## Action item
Retyping all the entries exactly is the whole task.

## Provided records
:::
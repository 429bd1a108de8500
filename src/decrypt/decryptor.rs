//! The decrypt primitive.

use nostr::Keys;

use crate::nostr::encryption::decrypt_nip44;
use crate::nostr::NostrError;

/// Decrypts a payload sent by `counterparty`.
///
/// The resolver treats every error as "wrong key" and moves on.
pub trait Decryptor: Send + Sync {
    /// Attempts decryption of `ciphertext` from `counterparty` (hex pubkey).
    ///
    /// # Errors
    ///
    /// Returns an error if the key does not decrypt the payload.
    fn decrypt(&self, counterparty: &str, ciphertext: &str) -> Result<String, NostrError>;
}

/// [`Decryptor`] using NIP-44 v2 with the user's keys.
pub struct Nip44Decryptor {
    keys: Keys,
}

impl Nip44Decryptor {
    /// Creates a decryptor for the given account keys.
    #[must_use]
    pub const fn new(keys: Keys) -> Self {
        Self { keys }
    }
}

impl Decryptor for Nip44Decryptor {
    fn decrypt(&self, counterparty: &str, ciphertext: &str) -> Result<String, NostrError> {
        decrypt_nip44(&self.keys, counterparty, ciphertext)
    }
}

impl std::fmt::Debug for Nip44Decryptor {
    fn fmt(&self, f: &mut std::fmt::Formatter<'_>) -> std::fmt::Result {
        f.debug_struct("Nip44Decryptor")
            .field("pubkey", &self.keys.public_key().to_hex())
            .finish_non_exhaustive()
    }
}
:::
## Solution for this task
repository 429bd1a108de8500
filename src/decrypt/decryptor.rs
//! The decrypt primitive.

use nostr::Keys;

use crate::nostr::encryption::decrypt_nip44;
use crate::nostr::NostrError;

/// Decrypts a payload sent by `counterparty`.
///
/// The resolver treats every error as "wrong key" and moves on.
pub trait Decryptor: Send + Sync {
    /// Attempts decryption of `ciphertext` from `counterparty` (hex pubkey).
    ///
    /// # Errors
    ///
    /// Returns an error if the key does not decrypt the payload.
    fn decrypt(&self, counterparty: &str, ciphertext: &str) -> Result<String, NostrError>;
}

/// [`Decryptor`] using NIP-44 v2 with the user's keys.
pub struct Nip44Decryptor {
    keys: Keys,
}

impl Nip44Decryptor {
    /// Creates a decryptor for the given account keys.
    #[must_use]
    pub const fn new(keys: Keys) -> Self {
        Self { keys }
    }
}

impl Decryptor for Nip44Decryptor {
    fn decrypt(&self, counterparty: &str, ciphertext: &str) -> Result<String, NostrError> {
        decrypt_nip44(&self.keys, counterparty, ciphertext)
    }
}

impl std::fmt::Debug for Nip44Decryptor {
    fn fmt(&self, f: &mut std::fmt::Formatter<'_>) -> std::fmt::Result {
        f.debug_struct("Nip44Decryptor")
            .field("pubkey", &self.keys.public_key().to_hex())
            .finish_non_exhaustive()
    }
}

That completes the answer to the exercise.